Archive for June, 2010

References Management in Mac: new guide on using Zotero

As I mentioned before, the most successful posts on this blog (in terms of visits and comments) are those related with reference management in Mac. A long time ago, I published a post in which I wrote about the advantages of Papers, or more exactly, the disadvantages of Mendeley in Mac, and I recommended using Papers+Zotero in Mac. But I had a problem with the new versions of Zotero.

Now, I solved the problem with Zotero, and I will explain the steps to have a fully functional Zotero+Papers combination for making bibliographies in Mac.

NOTE: The following steps are valid to use the latest version of Zotero with Word 2004. Since the Office for Mac is very bad, I have no intentions to purchase the Word 2008. But plugins and instructions are available for using Zotero with Word 2008 in the official site.

Step 1. Updating.

In order to have a fully functional set up, you have to install the newest version of Firefox (3.6.6.). You also have to install the most recent version of Zotero, and the Phyton extension and the latest word plugin. The last two (PhytonExt+Word Plugin) are available in this page of Zotero, under the “Mac OSX” section. Follow all the instructions; it’s easy.
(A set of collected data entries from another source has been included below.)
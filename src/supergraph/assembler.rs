//! The supergraph assembly pass.

use std::collections::HashSet;

use log::{debug, trace};

use crate::{
    cfa::{
        ast::{CallStatement, CallTarget, Expression, Statement},
        builder::CfaBuilder,
        edge::EdgeKind,
        function::FunctionId,
        location::FileLocation,
        node::NodeKind,
    },
    supergraph::{AssemblerConfig, FunctionPointerMode},
    utils::{
        graph::{EdgeId, NodeId},
        CancelToken,
    },
    Error, Result,
};

/// One call site found in the per-function automata.
#[derive(Debug, Clone)]
struct CallSite {
    edge: EdgeId,
    predecessor: NodeId,
    return_site: NodeId,
    call: CallStatement,
    raw: String,
    location: FileLocation,
}

/// Connects independent per-function automata into the supergraph.
///
/// Global declarations are spliced behind the entry function's entry node
/// first; every direct call to a known function is then split into its
/// call/return/summary triple, and finally nodes reachable from no function
/// entry (orphaned return sites of never-returning calls, cascades behind
/// them) are pruned.
///
/// # Errors
///
/// - [`Error::UnresolvedEntry`] if the builder has no designated entry
///   function;
/// - [`Error::FunctionCall`] for a parameter-count mismatch at any call site
///   (reported before any mutation);
/// - [`Error::Inconsistency`] if a call site already carries a leaving
///   summary edge, which well-formed per-function automata cannot produce;
/// - [`Error::Cancelled`] when the token is raised.
pub fn assemble(
    builder: &mut CfaBuilder,
    config: &AssemblerConfig,
    token: &CancelToken,
) -> Result<()> {
    let entry_function = builder
        .entry_function()
        .ok_or_else(|| Error::UnresolvedEntry("<none designated>".to_string()))?;

    // Validation runs over the untouched builder: a reported error
    // guarantees that nothing was mutated
    let sites = collect_call_sites(builder);
    validate_call_sites(builder, &sites)?;
    debug!("assembling supergraph over {} call sites", sites.len());

    insert_global_declarations(builder, entry_function)?;
    // Splicing may have re-pointed edges leaving the entry; re-collect
    let sites = collect_call_sites(builder);

    for site in &sites {
        token.checkpoint()?;
        match &site.call.target {
            CallTarget::Direct(name) => {
                // Sites were collected against known functions only
                let callee = builder
                    .function_by_name(name)
                    .ok_or_else(|| inconsistency!("call site callee '{name}' vanished"))?;
                builder.remove_edge(site.edge)?;
                insert_call_triple(builder, config, site, site.predecessor, callee, &site.call)?;
            }
            CallTarget::Pointer(expression) => {
                let expression = expression.clone();
                expand_function_pointer_call(builder, config, site, &expression)?;
            }
        }
    }

    // Orphaned return sites (and anything behind them) go; every function
    // entry stays a root so uncalled functions survive assembly
    let roots: Vec<NodeId> = builder
        .node_ids()
        .filter(|&n| {
            builder
                .node(n)
                .is_some_and(|node| node.kind().is_function_entry())
        })
        .collect();
    builder.remove_unreachable(&roots);

    Ok(())
}

/// Finds every statement edge carrying a call that the assembler handles:
/// direct calls to known functions, and pointer calls when expansion is
/// enabled.
fn collect_call_sites(builder: &CfaBuilder) -> Vec<CallSite> {
    let mut sites = Vec::new();
    for edge_id in builder.edge_ids() {
        let Some(edge) = builder.edge(edge_id) else {
            continue;
        };
        let EdgeKind::Statement {
            statement: Statement::Call(call),
        } = edge.kind()
        else {
            continue;
        };
        match &call.target {
            CallTarget::Direct(name) => {
                if builder.function_by_name(name).is_none() {
                    // Calls to functions without a body stay as they are
                    trace!("leaving external call '{name}' untouched");
                    continue;
                }
            }
            CallTarget::Pointer(_) => {}
        }
        sites.push(CallSite {
            edge: edge_id,
            predecessor: edge.predecessor(),
            return_site: edge.successor(),
            call: call.clone(),
            raw: edge.raw().to_string(),
            location: edge.location().clone(),
        });
    }
    sites
}

/// Validation pre-pass: parameter counts and summary-slot preconditions.
/// Nothing is mutated before this pass succeeds.
fn validate_call_sites(builder: &CfaBuilder, sites: &[CallSite]) -> Result<()> {
    for site in sites {
        if let CallTarget::Direct(name) = &site.call.target {
            let callee = builder
                .function_by_name(name)
                .ok_or_else(|| inconsistency!("call site callee '{name}' vanished"))?;
            let signature = builder
                .signature(callee)
                .ok_or_else(|| inconsistency!("function {callee} has no signature"))?;
            if !signature.accepts(site.call.arguments.len()) {
                return Err(Error::FunctionCall(format!(
                    "function '{name}' expects {}{} parameter(s) but is called with {} argument(s) at {}",
                    signature.parameters.len(),
                    if signature.variadic { " or more" } else { "" },
                    site.call.arguments.len(),
                    site.location
                )));
            }
        }

        let predecessor = builder
            .node(site.predecessor)
            .ok_or_else(|| inconsistency!("call site predecessor {} vanished", site.predecessor))?;
        if predecessor.leaving_summary().is_some() {
            return Err(inconsistency!(
                "call site {} already carries a leaving summary edge",
                site.predecessor
            ));
        }
    }
    Ok(())
}

/// Splices the global declarations as a chain of declaration edges between
/// the entry function's entry node and its original successors.
fn insert_global_declarations(builder: &mut CfaBuilder, entry_function: FunctionId) -> Result<()> {
    let globals: Vec<_> = builder.globals().to_vec();
    if globals.is_empty() {
        return Ok(());
    }

    let entry = builder.function_entry(entry_function);
    let moved: Vec<EdgeId> = builder
        .node(entry)
        .map(|n| n.leaving().to_vec())
        .unwrap_or_default();

    let mut tail = entry;
    for (declaration, raw) in globals {
        let next = builder.add_node(entry_function, NodeKind::Plain);
        builder.add_edge(
            tail,
            next,
            EdgeKind::Declaration { declaration },
            raw,
            FileLocation::dummy(),
        )?;
        tail = next;
    }

    // Re-point the entry's original edges behind the chain; their handles
    // stay valid
    for edge_id in moved {
        builder.retarget_edge_predecessor(edge_id, tail)?;
    }

    debug!("spliced global declarations behind the program entry");
    Ok(())
}

/// Splits one call into its triple at `call_site`, handling the
/// never-returning case and the summary-merge splice.
fn insert_call_triple(
    builder: &mut CfaBuilder,
    config: &AssemblerConfig,
    site: &CallSite,
    call_site: NodeId,
    callee: FunctionId,
    call: &CallStatement,
) -> Result<()> {
    let callee_entry = builder.function_entry(callee);
    let callee_exit = builder.function_exit(callee);
    let exit_reachable = callee_exit
        .is_some_and(|exit| intraprocedural_reachable(builder, callee, callee_entry, exit));

    if !exit_reachable {
        // The call never returns: only the call edge is inserted; the return
        // site is left to the orphan pruning
        trace!(
            "call to '{}' never returns; pruning its return path",
            describe_target(call)
        );
        builder.add_edge(
            call_site,
            callee_entry,
            EdgeKind::Call {
                call: call.clone(),
                summary: None,
            },
            site.raw.clone(),
            site.location.clone(),
        )?;
        return Ok(());
    }
    let callee_exit =
        callee_exit.ok_or_else(|| inconsistency!("function {callee} lost its exit node"))?;

    // A node may carry at most one entering summary edge; a merge directly
    // behind two calls gets a synthetic blank-edge node spliced in
    let return_site = if builder
        .node(site.return_site)
        .is_some_and(|n| n.entering_summary().is_some())
    {
        let function = builder
            .node(call_site)
            .map(|n| n.function())
            .ok_or_else(|| inconsistency!("call site {call_site} vanished"))?;
        let spliced = builder.add_node(function, NodeKind::Plain);
        builder.add_edge(
            spliced,
            site.return_site,
            EdgeKind::blank("summary merge splice"),
            "",
            FileLocation::dummy(),
        )?;
        trace!(
            "spliced node {spliced} in front of shared return site {}",
            site.return_site
        );
        spliced
    } else {
        site.return_site
    };

    let summary = builder.add_edge(
        call_site,
        return_site,
        EdgeKind::Summary { call: call.clone() },
        site.raw.clone(),
        site.location.clone(),
    )?;
    builder.add_edge(
        call_site,
        callee_entry,
        EdgeKind::Call {
            call: call.clone(),
            summary: Some(summary),
        },
        site.raw.clone(),
        site.location.clone(),
    )?;
    builder.add_edge(
        callee_exit,
        return_site,
        EdgeKind::Return { summary },
        site.raw.clone(),
        site.location.clone(),
    )?;
    if config.summary_statement_edges {
        let callee_name = builder
            .signature(callee)
            .map(|s| s.name.clone())
            .unwrap_or_default();
        builder.add_edge(
            call_site,
            return_site,
            EdgeKind::CallSummaryStatement {
                call: call.clone(),
                callee: callee_name,
            },
            site.raw.clone(),
            site.location.clone(),
        )?;
    }
    Ok(())
}

/// Expands a pointer call into an address-equality decision chain over the
/// parameter-count-compatible candidates.
fn expand_function_pointer_call(
    builder: &mut CfaBuilder,
    config: &AssemblerConfig,
    site: &CallSite,
    pointer: &Expression,
) -> Result<()> {
    let FunctionPointerMode::AssumeChain { prune_undefined } = config.function_pointers else {
        return Ok(());
    };

    // Candidates in name order for deterministic output
    let mut candidates: Vec<(String, FunctionId)> = Vec::new();
    for function in builder.function_ids().collect::<Vec<_>>() {
        if let Some(signature) = builder.signature(function) {
            if signature.accepts(site.call.arguments.len()) {
                candidates.push((signature.name.clone(), function));
            }
        }
    }
    candidates.sort();

    let caller_function = builder
        .node(site.predecessor)
        .map(|n| n.function())
        .ok_or_else(|| inconsistency!("call site predecessor {} vanished", site.predecessor))?;

    builder.remove_edge(site.edge)?;

    let mut current = site.predecessor;
    for (name, callee) in &candidates {
        let matches = Expression::eq(
            pointer.clone(),
            Expression::FunctionRef { name: name.clone() },
        );
        let then_node = builder.add_node(caller_function, NodeKind::Plain);
        let else_node = builder.add_node(caller_function, NodeKind::Plain);
        builder.add_edge(
            current,
            then_node,
            EdgeKind::Assume {
                expression: matches.clone(),
                truth: true,
            },
            site.raw.clone(),
            site.location.clone(),
        )?;
        builder.add_edge(
            current,
            else_node,
            EdgeKind::Assume {
                expression: matches,
                truth: false,
            },
            site.raw.clone(),
            site.location.clone(),
        )?;

        let direct_call = CallStatement {
            target: CallTarget::Direct(name.clone()),
            lvalue: site.call.lvalue.clone(),
            arguments: site.call.arguments.clone(),
        };
        insert_call_triple(builder, config, site, then_node, *callee, &direct_call)?;

        current = else_node;
    }

    if prune_undefined {
        // Falling through every candidate is considered unreachable
        builder.set_node_kind(current, NodeKind::Termination)?;
    } else {
        builder.add_edge(
            current,
            site.return_site,
            EdgeKind::Statement {
                statement: Statement::Call(site.call.clone()),
            },
            format!("undefined call: {}", site.raw),
            site.location.clone(),
        )?;
    }
    debug!(
        "expanded pointer call at {} into {} candidate(s)",
        site.location,
        candidates.len()
    );
    Ok(())
}

/// Forward reachability within one function over ordinary edges.
fn intraprocedural_reachable(
    builder: &CfaBuilder,
    function: FunctionId,
    from: NodeId,
    to: NodeId,
) -> bool {
    let mut visited: HashSet<NodeId> = HashSet::new();
    let mut stack = vec![from];
    visited.insert(from);
    while let Some(node_id) = stack.pop() {
        if node_id == to {
            return true;
        }
        let Some(node) = builder.node(node_id) else {
            continue;
        };
        if node.function() != function {
            continue;
        }
        let summary = node.leaving_summary();
        for edge_id in node.leaving().iter().copied().chain(summary) {
            if let Some(edge) = builder.edge(edge_id) {
                let next = edge.successor();
                if builder
                    .node(next)
                    .is_some_and(|n| n.function() == function)
                    && visited.insert(next)
                {
                    stack.push(next);
                }
            }
        }
    }
    false
}

fn describe_target(call: &CallStatement) -> String {
    match &call.target {
        CallTarget::Direct(name) => name.clone(),
        CallTarget::Pointer(expression) => format!("*{expression}"),
    }
}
Step 2: Updating the library in Zotero.

I recommend deleting all your libraries and start from scratch. If you have Papers, take a time in updating and matching all your PDFs. Once you are ready, go to File>Export>BibTeX Library* (it’s the one that works best for me). *Caution, I have both Papers and Zotero in Spanish, so some names and menus could be different.

Once in Zotero, in the Actions menu, I go to Import. Select the *.bib library that you exported from Papers, and then wait. Depending on the size of the library, it will take a little time to have an updated library. But, when it’s finished, you will be ready to work.

Step 3. Working in Word.

You are now ready to use Zotero in Word. In Tools>Customize, select the Zotero Bar, and place it where you feel it’s more comfortable.

When you need to insert a citation, just click in the “Zotero Insert Citation” icon (the first one, from left to right) in the Zotero Bar. A window will show up. In this window, you can select the citation style. When you are ready, a new window will open, showing your library, and you can now select the reference you want to cite.  When you are finished, and need to insert the final bibliography, just click in the “Zotero Insert Bibliography” icon (the third icon), and then you are ready. You have a muanuscrpit with references and a bibliography.

Please note that in the official site in Zotero, there are full instructions in the usage of Zotero and the plugin. Instructions here.

The Node: an interesting virtual coffee break

I have been far from the blog and all the stuff unrelated with Pubmed and journals. But a few days ago I found a new feature in the Development’s journal homepage. It is called “The Node“, and its description is as follows: “We’d like you to think of the Node as a way to spend your coffee breaks“. According to The Node, more exactly, according to Earl Wilson, who (and I’m not sure because there are so many ‘Earl Wilson’s) was a famous columnist, the best place to share information and ideas is, actually, the coffee break.

The concept itself is very precise and interesting. I found myself many times, in meetings, talking with colleagues about data, experiments, ideas. Personally, I love the poster sessions, because of that sense of lack of formality, sometimes drinking beer and talking for hours about science. In an oral presentation, it’s just too short. You show up in front of the scientist, you try to explain in only 10 minutes the data gathered in months, often years of research. And, most of the time, the people in front of you are desperate to make a “smart” question (which means, 99% of the time, to try to ask something impossible to answer so they seem smart, kind of “Oh my, he must publish in Cell”). Oral presentations, specially in 10 minutes, are against the whole idea of meeting someone: to talk, to discuss, to share.

Returning to the original idea… usually, in meetings, the coffee breaks are the ideal place to share and connect. Often, coffee breaks are conducted in open spaces, but the coffee and cookies are placed in just two or three tables, and you have a little chance to came across with the keynote speaker of the day, or with that guy that you saw in the last session talking about that topic very related with your PhD research thesis. You say “Hi!” to that guy, and well, you have to leave the table because fifty other people are trying to get cookies. And then, voilá! you are talking with people about science. “How did you make the experiment with the zebrafish embryos?” “Oh, well, we discovered that adding 0.2M of ….“. I found that in these situations, colleagues are more open to share technical tips and advice. I have very good experiences in coffee breaks and poster sessions, at least here in Chile. That’s the spirit of The Node, according to the creators: to rescue that sense of sharing and talking.

Ideas like The Node and some others around the internet (like Benchfly) are very valuable. Most of the time, you can assist to one or two meetings per year, and sometimes you just can’t go, either because of funding, or time, or because you are trying to get that paper published once and for all. But virtual coffee breaks allow us to connect with people working in similar fields, and to share experiences about science and scientist’s life.